The mammoth is Khroma is on display at the Musee Crozatier in Puy-en-Velay in a special cryogenic chamber kept at -18 degrees C (-0.40 Fahrenheit).
Such mammoths offer scientists the opportunity to do analysis that they cannot carry out on skeletons, such as studying stomach contents and fur. Putting them on display gives a broader public a tangible link to the prehistoric past.  Baby Khroma was dug out last year from the Yakutia region in Siberia and was brought to France as part of a Franco-Russian cross-cultural event.

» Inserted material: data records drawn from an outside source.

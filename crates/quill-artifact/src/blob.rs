//! The blob-store collaborator seam, with a filesystem implementation for
//! the server binary and an in-memory one for tests.

use std::{
  collections::HashMap,
  future::Future,
  path::PathBuf,
  sync::{Arc, Mutex},
  time::{SystemTime, UNIX_EPOCH},
};

use bytes::Bytes;

use crate::error::BlobError;

// ─── Trait ───────────────────────────────────────────────────────────────────

/// Opaque content storage for locked artifacts and evidence attachments.
///
/// A returned ref is a stable opaque string; callers persist it and hand it
/// back for reads.
pub trait BlobStore: Send + Sync {
  /// Store `bytes` under `path` and return the blob ref.
  fn put(
    &self,
    path: String,
    bytes: Bytes,
  ) -> impl Future<Output = Result<String, BlobError>> + Send + '_;

  fn get(
    &self,
    blob_ref: String,
  ) -> impl Future<Output = Result<Bytes, BlobError>> + Send + '_;

  /// A time-limited URL for external sharing of a blob.
  fn signed_url(
    &self,
    blob_ref: String,
    ttl_seconds: u64,
  ) -> impl Future<Output = Result<String, BlobError>> + Send + '_;

  /// Remove a blob. Used for best-effort cleanup of staged artifacts whose
  /// issuance transaction did not commit.
  fn delete(
    &self,
    blob_ref: String,
  ) -> impl Future<Output = Result<(), BlobError>> + Send + '_;
}

// ─── Filesystem ──────────────────────────────────────────────────────────────

/// Blob store rooted at a local directory. Refs are paths relative to the
/// root.
#[derive(Debug, Clone)]
pub struct FsBlobStore {
  root: PathBuf,
}

impl FsBlobStore {
  pub fn new(root: impl Into<PathBuf>) -> Self { Self { root: root.into() } }

  fn resolve(&self, blob_ref: &str) -> PathBuf { self.root.join(blob_ref) }
}

impl BlobStore for FsBlobStore {
  async fn put(&self, path: String, bytes: Bytes) -> Result<String, BlobError> {
    let full = self.resolve(&path);
    if let Some(parent) = full.parent() {
      tokio::fs::create_dir_all(parent).await?;
    }
    tokio::fs::write(&full, &bytes).await?;
    Ok(path)
  }

  async fn get(&self, blob_ref: String) -> Result<Bytes, BlobError> {
    let full = self.resolve(&blob_ref);
    match tokio::fs::read(&full).await {
      Ok(bytes) => Ok(Bytes::from(bytes)),
      Err(e) if e.kind() == std::io::ErrorKind::NotFound => {
        Err(BlobError::NotFound(blob_ref))
      }
      Err(e) => Err(e.into()),
    }
  }

  /// Local-development stand-in: a `file://` URL with an expiry query
  /// parameter, not a cryptographically signed link.
  async fn signed_url(
    &self,
    blob_ref: String,
    ttl_seconds: u64,
  ) -> Result<String, BlobError> {
    let full = self.resolve(&blob_ref);
    if !tokio::fs::try_exists(&full).await? {
      return Err(BlobError::NotFound(blob_ref));
    }
    let expires = SystemTime::now()
      .duration_since(UNIX_EPOCH)
      .map(|d| d.as_secs() + ttl_seconds)
      .unwrap_or(ttl_seconds);
    Ok(format!("file://{}?expires={expires}", full.display()))
  }

  async fn delete(&self, blob_ref: String) -> Result<(), BlobError> {
    let full = self.resolve(&blob_ref);
    match tokio::fs::remove_file(&full).await {
      Ok(())                                                => Ok(()),
      Err(e) if e.kind() == std::io::ErrorKind::NotFound    => {
        Err(BlobError::NotFound(blob_ref))
      }
      Err(e) => Err(e.into()),
    }
  }
}

// ─── In-memory ───────────────────────────────────────────────────────────────

/// Blob store backed by a shared map — useful for testing.
#[derive(Debug, Clone, Default)]
pub struct MemoryBlobStore {
  blobs: Arc<Mutex<HashMap<String, Bytes>>>,
}

impl MemoryBlobStore {
  pub fn new() -> Self { Self::default() }

  pub fn len(&self) -> usize { self.blobs.lock().unwrap().len() }

  pub fn is_empty(&self) -> bool { self.len() == 0 }
}

impl BlobStore for MemoryBlobStore {
  async fn put(&self, path: String, bytes: Bytes) -> Result<String, BlobError> {
    self.blobs.lock().unwrap().insert(path.clone(), bytes);
    Ok(path)
  }

  async fn get(&self, blob_ref: String) -> Result<Bytes, BlobError> {
    self
      .blobs
      .lock()
      .unwrap()
      .get(&blob_ref)
      .cloned()
      .ok_or(BlobError::NotFound(blob_ref))
  }

  async fn signed_url(
    &self,
    blob_ref: String,
    ttl_seconds: u64,
  ) -> Result<String, BlobError> {
    if !self.blobs.lock().unwrap().contains_key(&blob_ref) {
      return Err(BlobError::NotFound(blob_ref));
    }
    Ok(format!("memory://{blob_ref}?ttl={ttl_seconds}"))
  }

  async fn delete(&self, blob_ref: String) -> Result<(), BlobError> {
    self
      .blobs
      .lock()
      .unwrap()
      .remove(&blob_ref)
      .map(|_| ())
      .ok_or(BlobError::NotFound(blob_ref))
  }
}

The mammoth was delayed by three weeks after concerns surfaced about the transfer of an animal that might contain lethal bacteria. Russia’s chief epidemiologist, Gennady Onishchenko, said the mammoth died of anthrax, according to Russian news reports. Russian scientists carried out further study of the risks involved, and the trip was given the go-ahead, Gorbunov said.
After arriving in France, Khroma went to a special conservation facility in Grenoble, where it underwent gamma ray treatment for eliminating any potentially lethal bacteria. The presence of anthrax could not be confirmed from the first studies, but the treatment was used as a precaution, said the museum’s paleontologist, Frederic Lacombat. “It will undergo further isotope analysis in France to try to pin down its age – and its gender, up to now unclear.”
“It’s a unique discovery,” Gorbunov told The Associated Press by telephone. “Any discovery of a new mammoth gives us new scientific information about prehistory.”
Similar enthusiasm was felt six months ago in the United States when a 42,000-year-old baby woolly mammoth named Lyuba arrived at the Field Museum in Chicago, where it is still on display. The practically intact specimen, discovered in 2007 in Siberia as well, is the best-preserved of her kind, according to researchers.